Michael Atherton - Sky Sports UK
"Root wants to showcase the team's new style above his batting instincts - and is being caught in two minds at the crease.
"The slightly concerning thing for me is that the language has all been about a reboot of how England are looking to approach test cricket, ie. slightly more cautiously than under the Bayliss regime," said Atherton.
"The talk was all about 'let's get on the front foot and take it to the bowlers, let's be positive'. "Under Chris Silverwood so far, the chat has been all about 'we're going to dial that down and play a more conservative game'.
"I think that is dangerous for Root, if he feels - as captain - a pressure to lead by example in the way that he plays.
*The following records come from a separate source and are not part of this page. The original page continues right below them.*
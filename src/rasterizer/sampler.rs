//! Texture sampling: addressing, mip selection, point/linear filtering and
//! cube face resolution.

use std::cell::Ref;

use super::error::{Error, Result};
use super::math::{Vec3, Vec4};
use super::surface::fetch_texel;
use super::texture::{CubeFace, TextureResource};
use super::types::{AddressMode, MipFilter, SamplerStates, TextureFilter};

/// Read access to one mip level for the duration of a draw
pub(crate) struct LevelView<'a> {
    pub data: Ref<'a, [f32]>,
    pub width: u32,
    pub height: u32,
    pub depth: u32,
    pub channels: usize,
}

/// Read access to a whole mip chain
pub(crate) struct TextureView<'a> {
    pub levels: Vec<LevelView<'a>>,
    /// Squared base dimensions (width, height, depth)
    pub sq_dims: [f32; 3],
}

pub(crate) enum BoundTexture<'a> {
    Texture(TextureView<'a>),
    Volume(TextureView<'a>),
    Cube(Box<[TextureView<'a>; 6]>),
}

impl<'a> BoundTexture<'a> {
    fn acquire(resource: &'a TextureResource) -> Result<Self> {
        Ok(match resource {
            TextureResource::Texture(t) => BoundTexture::Texture(t.view()?),
            TextureResource::Volume(v) => BoundTexture::Volume(v.view()?),
            TextureResource::Cube(c) => BoundTexture::Cube(Box::new(c.views()?)),
        })
    }

    fn sample(&self, states: &SamplerStates, coords: Vec4, gradients: Option<(Vec4, Vec4)>) -> Vec4 {
        match self {
            BoundTexture::Texture(view) => {
                let c = [address(coords.x, states.address_u), address(coords.y, states.address_v), 0.0];
                view.sample(states, c, 2, gradients)
            }
            BoundTexture::Volume(view) => {
                let c = [
                    address(coords.x, states.address_u),
                    address(coords.y, states.address_v),
                    address(coords.z, states.address_w),
                ];
                view.sample(states, c, 3, gradients)
            }
            BoundTexture::Cube(faces) => {
                let (face, u, v) = resolve_cube_face(coords.xyz());
                let face_gradients = gradients.map(|(gx, gy)| {
                    (
                        cube_face_gradient(face, coords.xyz(), gx.xyz()),
                        cube_face_gradient(face, coords.xyz(), gy.xyz()),
                    )
                });
                let c = [u.clamp(0.0, 1.0), v.clamp(0.0, 1.0), 0.0];
                faces[face.index()].sample(states, c, 2, face_gradients)
            }
        }
    }
}

/// Samplers as seen by a pixel shader: every bound texture, read-locked
pub struct TextureSampler<'a> {
    units: Vec<Option<BoundTexture<'a>>>,
    states: &'a [SamplerStates],
}

impl<'a> TextureSampler<'a> {
    pub(crate) fn bind(textures: &'a [Option<TextureResource>], states: &'a [SamplerStates]) -> Result<Self> {
        let units = textures.iter()
            .map(|t| t.as_ref().map(BoundTexture::acquire).transpose())
            .collect::<Result<Vec<_>>>()?;
        Ok(Self { units, states })
    }

    /// Sample texture unit `unit`. `coords` uses xy (2D), xyz (volume) or
    /// xyz as a direction (cube). `gradients` are the screen-space
    /// derivatives (d/dx, d/dy) of `coords`; without them level 0 is
    /// sampled with the magnification filter.
    pub fn sample(&self, unit: usize, coords: Vec4, gradients: Option<(Vec4, Vec4)>) -> Result<Vec4> {
        let texture = self.units.get(unit)
            .ok_or(Error::InvalidParameters("sampler unit out of range"))?
            .as_ref()
            .ok_or(Error::InvalidState("no texture bound to sampler unit"))?;
        Ok(texture.sample(&self.states[unit], coords, gradients))
    }
}

/// Sample a texture outside of a draw call
pub fn sample_texture(
    resource: &TextureResource,
    states: &SamplerStates,
    coords: Vec4,
    gradients: Option<(Vec4, Vec4)>,
) -> Result<Vec4> {
    Ok(BoundTexture::acquire(resource)?.sample(states, coords, gradients))
}

/// Apply an address mode to one normalized coordinate
#[inline]
pub fn address(c: f32, mode: AddressMode) -> f32 {
    match mode {
        AddressMode::Wrap => c - c.floor(),
        AddressMode::Clamp => c.clamp(0.0, 1.0),
    }
}

#[inline]
fn texel_index(i: i32, size: u32, mode: AddressMode) -> u32 {
    match mode {
        AddressMode::Wrap => i.rem_euclid(size as i32) as u32,
        AddressMode::Clamp => i.clamp(0, size as i32 - 1) as u32,
    }
}

/// Continuous mip level for the given coordinate gradients, before bias and
/// clamping. `None` when the footprint is at most one texel per pixel
/// (magnification).
pub fn mip_level(sq_dims: [f32; 3], dims: usize, grad_x: Vec4, grad_y: Vec4) -> Option<f32> {
    let footprint = |g: Vec4| {
        let mut len = g.x * g.x * sq_dims[0] + g.y * g.y * sq_dims[1];
        if dims == 3 {
            len += g.z * g.z * sq_dims[2];
        }
        len
    };
    let max_sq = footprint(grad_x).max(footprint(grad_y));
    if max_sq <= 1.0 {
        None
    } else {
        Some(0.5 * max_sq.log2())
    }
}

impl LevelView<'_> {
    fn fetch(&self, x: u32, y: u32, z: u32) -> Vec4 {
        fetch_texel(&self.data, self.width, self.channels, x, y + z * self.height)
    }

    fn sample_point(&self, c: [f32; 3], dims: usize) -> Vec4 {
        let x = ((c[0] * self.width as f32) as u32).min(self.width - 1);
        let y = ((c[1] * self.height as f32) as u32).min(self.height - 1);
        let z = if dims == 3 {
            ((c[2] * self.depth as f32) as u32).min(self.depth - 1)
        } else {
            0
        };
        self.fetch(x, y, z)
    }

    fn sample_linear(&self, c: [f32; 3], dims: usize, states: &SamplerStates) -> Vec4 {
        let fx = c[0] * self.width as f32 - 0.5;
        let fy = c[1] * self.height as f32 - 0.5;
        let (x0f, y0f) = (fx.floor(), fy.floor());
        let (tx, ty) = (fx - x0f, fy - y0f);
        let x0 = texel_index(x0f as i32, self.width, states.address_u);
        let x1 = texel_index(x0f as i32 + 1, self.width, states.address_u);
        let y0 = texel_index(y0f as i32, self.height, states.address_v);
        let y1 = texel_index(y0f as i32 + 1, self.height, states.address_v);

        let bilinear = |z: u32| {
            let top = self.fetch(x0, y0, z).lerp(self.fetch(x1, y0, z), tx);
            let bottom = self.fetch(x0, y1, z).lerp(self.fetch(x1, y1, z), tx);
            top.lerp(bottom, ty)
        };

        if dims < 3 {
            return bilinear(0);
        }
        let fz = c[2] * self.depth as f32 - 0.5;
        let z0f = fz.floor();
        let z0 = texel_index(z0f as i32, self.depth, states.address_w);
        let z1 = texel_index(z0f as i32 + 1, self.depth, states.address_w);
        bilinear(z0).lerp(bilinear(z1), fz - z0f)
    }

    fn sample(&self, c: [f32; 3], dims: usize, filter: TextureFilter, states: &SamplerStates) -> Vec4 {
        match filter {
            TextureFilter::Point => self.sample_point(c, dims),
            TextureFilter::Linear => self.sample_linear(c, dims, states),
        }
    }
}

impl TextureView<'_> {
    fn sample(&self, states: &SamplerStates, c: [f32; 3], dims: usize, gradients: Option<(Vec4, Vec4)>) -> Vec4 {
        let lod = gradients.and_then(|(gx, gy)| mip_level(self.sq_dims, dims, gx, gy));
        let Some(lod) = lod else {
            return self.levels[0].sample(c, dims, states.mag_filter, states);
        };

        let max_level = states.max_mip_level.min((self.levels.len() - 1) as f32).max(0.0);
        let lod = (lod + states.mip_lod_bias).clamp(0.0, max_level);

        match states.mip_filter {
            MipFilter::None => self.levels[0].sample(c, dims, states.min_filter, states),
            MipFilter::Point => {
                let level = ((lod + 0.5) as usize).min(self.levels.len() - 1);
                self.levels[level].sample(c, dims, states.min_filter, states)
            }
            MipFilter::Linear => {
                let l0 = lod as usize;
                let l1 = (l0 + 1).min(max_level as usize);
                let a = self.levels[l0].sample(c, dims, states.min_filter, states);
                if l1 == l0 {
                    return a;
                }
                let b = self.levels[l1].sample(c, dims, states.min_filter, states);
                a.lerp(b, lod - l0 as f32)
            }
        }
    }
}

/// (axis, sign) triples per face: s coordinate, t coordinate, major axis
const CUBE_FACE_TABLE: [[(usize, f32); 3]; 6] = [
    [(2, -1.0), (1, -1.0), (0, 1.0)],  // +X
    [(2, 1.0), (1, -1.0), (0, -1.0)],  // -X
    [(0, 1.0), (2, 1.0), (1, 1.0)],    // +Y
    [(0, 1.0), (2, -1.0), (1, -1.0)],  // -Y
    [(0, 1.0), (1, -1.0), (2, 1.0)],   // +Z
    [(0, -1.0), (1, -1.0), (2, -1.0)], // -Z
];

fn component(v: Vec3, axis: usize) -> f32 {
    match axis {
        0 => v.x,
        1 => v.y,
        _ => v.z,
    }
}

/// Pick the cube face of the dominant axis and project the direction onto
/// it. Returned (u, v) lie in [0, 1].
pub fn resolve_cube_face(dir: Vec3) -> (CubeFace, f32, f32) {
    let (ax, ay, az) = (dir.x.abs(), dir.y.abs(), dir.z.abs());
    let face = if ax >= ay && ax >= az {
        if dir.x >= 0.0 { CubeFace::PositiveX } else { CubeFace::NegativeX }
    } else if ay >= az {
        if dir.y >= 0.0 { CubeFace::PositiveY } else { CubeFace::NegativeY }
    } else if dir.z >= 0.0 {
        CubeFace::PositiveZ
    } else {
        CubeFace::NegativeZ
    };

    let [(s_axis, s_sign), (t_axis, t_sign), (m_axis, _)] = CUBE_FACE_TABLE[face.index()];
    let ma = component(dir, m_axis).abs();
    if ma == 0.0 {
        return (face, 0.5, 0.5);
    }
    let sc = component(dir, s_axis) * s_sign;
    let tc = component(dir, t_axis) * t_sign;
    (face, (sc / ma + 1.0) * 0.5, (tc / ma + 1.0) * 0.5)
}

/// Derivative of the in-face (u, v) along `d_dir` (quotient rule on sc/ma)
fn cube_face_gradient(face: CubeFace, dir: Vec3, d_dir: Vec3) -> Vec4 {
    let [(s_axis, s_sign), (t_axis, t_sign), (m_axis, m_sign)] = CUBE_FACE_TABLE[face.index()];
    let ma = component(dir, m_axis) * m_sign;
    if ma == 0.0 {
        return Vec4::ZERO;
    }
    let dma = component(d_dir, m_axis) * m_sign;
    let sc = component(dir, s_axis) * s_sign;
    let tc = component(dir, t_axis) * t_sign;
    let dsc = component(d_dir, s_axis) * s_sign;
    let dtc = component(d_dir, t_axis) * t_sign;
    let inv = 0.5 / (ma * ma);
    Vec4::new((dsc * ma - sc * dma) * inv, (dtc * ma - tc * dma) * inv, 0.0, 0.0)
}

#[cfg(test)]
mod tests {
    use super::*;
    use std::rc::Rc;
    use crate::rasterizer::texture::{CubeTexture, Texture};
    use crate::rasterizer::types::Format;

    fn gradient_texture() -> Rc<Texture> {
        // 4x4 base, each level filled with its own index
        let t = Texture::new(4, 4, 0, Format::R32F).unwrap();
        for level in 0..t.mip_levels() {
            t.level(level).unwrap().clear(Vec4::splat(level as f32)).unwrap();
        }
        Rc::new(t)
    }

    #[test]
    fn test_one_texel_per_pixel_is_magnification() {
        let sq = [64.0 * 64.0, 64.0 * 64.0, 1.0];
        let g = Vec4::new(1.0 / 64.0, 0.0, 0.0, 0.0);
        assert_eq!(mip_level(sq, 2, g, Vec4::ZERO), None);
    }

    #[test]
    fn test_four_texels_per_pixel_selects_level_two() {
        let sq = [64.0 * 64.0, 64.0 * 64.0, 1.0];
        let g = Vec4::new(4.0 / 64.0, 0.0, 0.0, 0.0);
        let lod = mip_level(sq, 2, g, Vec4::new(0.0, 1.0 / 64.0, 0.0, 0.0)).unwrap();
        assert!((lod - 2.0).abs() < 1e-4);
    }

    #[test]
    fn test_mip_point_and_linear_selection() {
        let tex = TextureResource::Texture(gradient_texture());
        let mut states = SamplerStates { mip_filter: MipFilter::Point, ..Default::default() };
        // 2 texels per pixel on a 4x4 base -> level 1
        let g = Vec4::new(0.5, 0.0, 0.0, 0.0);
        let c = sample_texture(&tex, &states, Vec4::new(0.3, 0.3, 0.0, 0.0), Some((g, Vec4::ZERO))).unwrap();
        assert!((c.x - 1.0).abs() < 1e-6);

        // ~2.83 texels per pixel -> lod 1.5, linear blend of levels 1 and 2
        states.mip_filter = MipFilter::Linear;
        let g = Vec4::new(2.0f32.powf(1.5) / 4.0, 0.0, 0.0, 0.0);
        let c = sample_texture(&tex, &states, Vec4::new(0.3, 0.3, 0.0, 0.0), Some((g, Vec4::ZERO))).unwrap();
        assert!((c.x - 1.5).abs() < 1e-3);

        // max mip level clamps
        states.max_mip_level = 1.0;
        let g = Vec4::new(4.0, 0.0, 0.0, 0.0);
        let c = sample_texture(&tex, &states, Vec4::new(0.3, 0.3, 0.0, 0.0), Some((g, Vec4::ZERO))).unwrap();
        assert!((c.x - 1.0).abs() < 1e-6);
    }

    #[test]
    fn test_address_modes() {
        assert!((address(1.25, AddressMode::Wrap) - 0.25).abs() < 1e-6);
        assert!((address(-0.25, AddressMode::Wrap) - 0.75).abs() < 1e-6);
        assert_eq!(address(1.25, AddressMode::Clamp), 1.0);
        assert_eq!(address(-0.5, AddressMode::Clamp), 0.0);
    }

    #[test]
    fn test_bilinear_blends_neighbours() {
        let t = Texture::new(2, 1, 1, Format::R32F).unwrap();
        t.level(0).unwrap().lock().unwrap().copy_from_slice(&[0.0, 1.0]);
        let tex = TextureResource::Texture(Rc::new(t));
        let states = SamplerStates {
            mag_filter: TextureFilter::Linear,
            address_u: AddressMode::Clamp,
            address_v: AddressMode::Clamp,
            ..Default::default()
        };
        let c = sample_texture(&tex, &states, Vec4::new(0.5, 0.5, 0.0, 0.0), None).unwrap();
        assert!((c.x - 0.5).abs() < 1e-6);
        let c = sample_texture(&tex, &states, Vec4::new(0.0, 0.5, 0.0, 0.0), None).unwrap();
        assert!(c.x.abs() < 1e-6);
    }

    #[test]
    fn test_cube_face_resolution() {
        let (face, u, v) = resolve_cube_face(Vec3::new(1.0, 0.2, 0.1));
        assert_eq!(face, CubeFace::PositiveX);
        assert!((0.0..=1.0).contains(&u) && (0.0..=1.0).contains(&v));
        assert!((u - 0.45).abs() < 1e-6 && (v - 0.4).abs() < 1e-6);

        let (face, u, v) = resolve_cube_face(Vec3::new(0.0, -1.0, 0.0));
        assert_eq!(face, CubeFace::NegativeY);
        assert!((u - 0.5).abs() < 1e-6 && (v - 0.5).abs() < 1e-6);

        let (face, _, _) = resolve_cube_face(Vec3::new(0.1, 0.2, -0.9));
        assert_eq!(face, CubeFace::NegativeZ);
    }

    #[test]
    fn test_cube_sampling_reads_resolved_face() {
        let cube = CubeTexture::new(2, 1, Format::R32F).unwrap();
        for face in CubeFace::ALL {
            cube.face(face).clear(Vec4::splat(face.index() as f32)).unwrap();
        }
        let tex = TextureResource::Cube(Rc::new(cube));
        let c = sample_texture(&tex, &SamplerStates::default(), Vec4::new(0.0, -1.0, 0.0, 0.0), None).unwrap();
        assert_eq!(c.x, CubeFace::NegativeY.index() as f32);
    }

    #[test]
    fn test_locked_texture_cannot_be_sampled() {
        let t = gradient_texture();
        let level = t.level(0).unwrap();
        let _lock = level.lock().unwrap();
        let tex = TextureResource::Texture(t.clone());
        assert!(matches!(
            sample_texture(&tex, &SamplerStates::default(), Vec4::ZERO, None),
            Err(Error::InvalidState(_))
        ));
    }
}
I don't think that necessarily suits his game.
"If you watch Root at his best, he is free-flowing. You look up at the scoreboard and before you know it, he's 15 or 20, knocking the ball around and looking to rotate the strike.
"So what we really want to see is Joe Root the batsman rather than Joe Root the captain. "When he walks out to the middle, he's got to put all thoughts of captaincy to one side and that's not easy to do sometimes."
Jonathan Agnew - BBC
"New Zealand have just shown England precisely how to play test cricket.
"It is no coincidence that four years ago in the World Cup, it was also New Zealand who showed England how to play one-day cricket. By beating the tourists by an innings and 65 runs in the first test at Mount Maunganui, they have done it again, this time in the longest format.
"Root made just 13 runs in his two innings - the lowest total he has scored as England captain in a test - and as soon as a batting captain starts to struggle, people start to talk about his position. The worry is he gets so concerned about his batting average that his captaincy suffers or vice-versa.
"He is not batting well at the moment and he's trying a different trigger movement, but got out to two poor shots in this game.He is, however, a fine player and just has to find some form, because when he does, he'll make the opposition pay.
"You just have to hope that it doesn't begin to weigh too heavily on him."
David Lloyd - Daily Mail
"That was a sobering start for England's new era. It will be alarming for the management - and for English domestic coaches - that their batsmen are technically inferior to New Zealand's
"The evidence? Look at the way BJ Watling, Colin de Grandhomme and Mitchell Santner defended stoutly, didn't chase the ball and were able to concentrate for long periods. "England were found seriously wanting by comparison."